▶ **What is needed**:
Write the records out once more, exactly as they are given.

▶ **Records for the task**:
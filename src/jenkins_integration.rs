use std::io::Write;

use failure::Error;
use reqwest::Url;
use serde::de::DeserializeOwned;

use crate::console::Console;
use crate::errors::JenkinsError;
use crate::jenkins_response::*;
use crate::network::{HttpResponse, Method, RequestClient, Transport};
use crate::retry::Retrier;

/// Where a job lives on the Jenkins server. Built once at startup.
#[derive(Debug, Clone, PartialEq)]
pub struct JobEndpoint {
    base_url: String,
    job_name: String,
}

impl JobEndpoint {
    /// Applications are built by a job called `<app_name>-build`.
    pub fn new(base_url: &str, app_name: &str) -> Result<JobEndpoint, Error> {
        let base_url = base_url.trim_end_matches('/');
        Url::parse(base_url).map_err(|_| JenkinsError::InvalidUrl {
            url: base_url.to_string(),
        })?;

        Ok(JobEndpoint {
            base_url: base_url.to_string(),
            job_name: format!("{}-build", app_name),
        })
    }

    pub fn job_name(&self) -> &str {
        &self.job_name
    }

    pub fn job_api_url(&self) -> String {
        format!("{base}/job/{job}/api/json", base = self.base_url, job = self.job_name)
    }

    pub fn build_api_url(&self, build_number: u64) -> String {
        format!(
            "{base}/job/{job}/{number}/api/json",
            base = self.base_url,
            job = self.job_name,
            number = build_number
        )
    }

    pub fn trigger_url(&self) -> String {
        format!("{base}/job/{job}/build", base = self.base_url, job = self.job_name)
    }
}

pub struct JenkinsJob<T> {
    endpoint: JobEndpoint,
    client: RequestClient<T>,
}

impl<T: Transport> JenkinsJob<T> {
    pub fn new(endpoint: JobEndpoint, transport: T, retrier: Retrier) -> JenkinsJob<T> {
        JenkinsJob {
            endpoint: endpoint,
            client: RequestClient::new(transport, retrier),
        }
    }

    pub fn endpoint(&self) -> &JobEndpoint {
        &self.endpoint
    }

    #[cfg(test)]
    pub fn transport(&self) -> &T {
        self.client.transport()
    }

    /// A missing job is an answer, not an error: anything but 200 is `false`.
    pub fn job_available<W: Write>(&self, out: &mut Console<W>) -> bool {
        let url = self.endpoint.job_api_url();
        let response = self.client.request(out, Method::Get, &url, "job availability check");
        if response.status != 200 {
            info!(
                "--Jenkins--: {} answered HTTP {} {}",
                url, response.status, response.status_text
            );
        }
        response.status == 200
    }

    pub fn jobs_info<W: Write>(&self, out: &mut Console<W>) -> Result<JenkinsJobResponse, Error> {
        let url = self.endpoint.job_api_url();
        self.get_json(out, &url, "job lookup")
    }

    pub fn job_info<W: Write>(
        &self,
        out: &mut Console<W>,
        build_number: u64,
    ) -> Result<JenkinsBuildResult, Error> {
        let url = self.endpoint.build_api_url(build_number);
        self.get_json(out, &url, &format!("build #{} lookup", build_number))
    }

    pub fn schedule_build<W: Write>(&self, out: &mut Console<W>) -> Result<(), Error> {
        let url = self.endpoint.trigger_url();
        let response = self.client.request(out, Method::Post, &url, "build scheduling");
        match response.status {
            200 | 201 | 302 => {
                info!("--Jenkins--: Scheduled a build of {}.", self.endpoint.job_name);
                Ok(())
            }
            _ => Err(unexpected_status("Scheduling a build", &url, response).into()),
        }
    }

    fn get_json<W, R>(&self, out: &mut Console<W>, url: &str, label: &str) -> Result<R, Error>
    where
        W: Write,
        R: DeserializeOwned,
    {
        let response = self.client.request(out, Method::Get, url, label);
        if response.status != 200 {
            return Err(unexpected_status(label, url, response).into());
        }

        let parsed = serde_json::from_str::<R>(&response.body).map_err(|e| {
            JenkinsError::ParseError {
                url: url.to_string(),
                detail: e.to_string(),
            }
        })?;
        Ok(parsed)
    }
}

fn unexpected_status(operation: &str, url: &str, response: HttpResponse) -> JenkinsError {
    warn!(
        "--Jenkins--: {} at {} failed with HTTP {}.",
        operation, url, response.status
    );
    JenkinsError::UnexpectedStatus {
        operation: operation.to_string(),
        url: url.to_string(),
        status: response.status,
        status_text: response.status_text,
    }
}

▶ **Result of the exercise**:
filename src/jenkins_integration.rs
use std::io::Write;

use failure::Error;
use reqwest::Url;
use serde::de::DeserializeOwned;

use crate::console::Console;
use crate::errors::JenkinsError;
use crate::jenkins_response::*;
use crate::network::{HttpResponse, Method, RequestClient, Transport};
use crate::retry::Retrier;

/// Where a job lives on the Jenkins server. Built once at startup.
#[derive(Debug, Clone, PartialEq)]
pub struct JobEndpoint {
    base_url: String,
    job_name: String,
}

impl JobEndpoint {
    /// Applications are built by a job called `<app_name>-build`.
    pub fn new(base_url: &str, app_name: &str) -> Result<JobEndpoint, Error> {
        let base_url = base_url.trim_end_matches('/');
        Url::parse(base_url).map_err(|_| JenkinsError::InvalidUrl {
            url: base_url.to_string(),
        })?;

        Ok(JobEndpoint {
            base_url: base_url.to_string(),
            job_name: format!("{}-build", app_name),
        })
    }

    pub fn job_name(&self) -> &str {
        &self.job_name
    }

    pub fn job_api_url(&self) -> String {
        format!("{base}/job/{job}/api/json", base = self.base_url, job = self.job_name)
    }

    pub fn build_api_url(&self, build_number: u64) -> String {
        format!(
            "{base}/job/{job}/{number}/api/json",
            base = self.base_url,
            job = self.job_name,
            number = build_number
        )
    }

    pub fn trigger_url(&self) -> String {
        format!("{base}/job/{job}/build", base = self.base_url, job = self.job_name)
    }
}

pub struct JenkinsJob<T> {
    endpoint: JobEndpoint,
    client: RequestClient<T>,
}

impl<T: Transport> JenkinsJob<T> {
    pub fn new(endpoint: JobEndpoint, transport: T, retrier: Retrier) -> JenkinsJob<T> {
        JenkinsJob {
            endpoint: endpoint,
            client: RequestClient::new(transport, retrier),
        }
    }

    pub fn endpoint(&self) -> &JobEndpoint {
        &self.endpoint
    }

    #[cfg(test)]
    pub fn transport(&self) -> &T {
        self.client.transport()
    }

    /// A missing job is an answer, not an error: anything but 200 is `false`.
    pub fn job_available<W: Write>(&self, out: &mut Console<W>) -> bool {
        let url = self.endpoint.job_api_url();
        let response = self.client.request(out, Method::Get, &url, "job availability check");
        if response.status != 200 {
            info!(
                "--Jenkins--: {} answered HTTP {} {}",
                url, response.status, response.status_text
            );
        }
        response.status == 200
    }

    pub fn jobs_info<W: Write>(&self, out: &mut Console<W>) -> Result<JenkinsJobResponse, Error> {
        let url = self.endpoint.job_api_url();
        self.get_json(out, &url, "job lookup")
    }

    pub fn job_info<W: Write>(
        &self,
        out: &mut Console<W>,
        build_number: u64,
    ) -> Result<JenkinsBuildResult, Error> {
        let url = self.endpoint.build_api_url(build_number);
        self.get_json(out, &url, &format!("build #{} lookup", build_number))
    }

    pub fn schedule_build<W: Write>(&self, out: &mut Console<W>) -> Result<(), Error> {
        let url = self.endpoint.trigger_url();
        let response = self.client.request(out, Method::Post, &url, "build scheduling");
        match response.status {
            200 | 201 | 302 => {
                info!("--Jenkins--: Scheduled a build of {}.", self.endpoint.job_name);
                Ok(())
            }
            _ => Err(unexpected_status("Scheduling a build", &url, response).into()),
        }
    }

    fn get_json<W, R>(&self, out: &mut Console<W>, url: &str, label: &str) -> Result<R, Error>
    where
        W: Write,
        R: DeserializeOwned,
    {
        let response = self.client.request(out, Method::Get, url, label);
        if response.status != 200 {
            return Err(unexpected_status(label, url, response).into());
        }

        let parsed = serde_json::from_str::<R>(&response.body).map_err(|e| {
            JenkinsError::ParseError {
                url: url.to_string(),
                detail: e.to_string(),
            }
        })?;
        Ok(parsed)
    }
}

fn unexpected_status(operation: &str, url: &str, response: HttpResponse) -> JenkinsError {
    warn!(
        "--Jenkins--: {} at {} failed with HTTP {}.",
        operation, url, response.status
    );
    JenkinsError::UnexpectedStatus {
        operation: operation.to_string(),
        url: url.to_string(),
        status: response.status,
        status_text: response.status_text,
    }
}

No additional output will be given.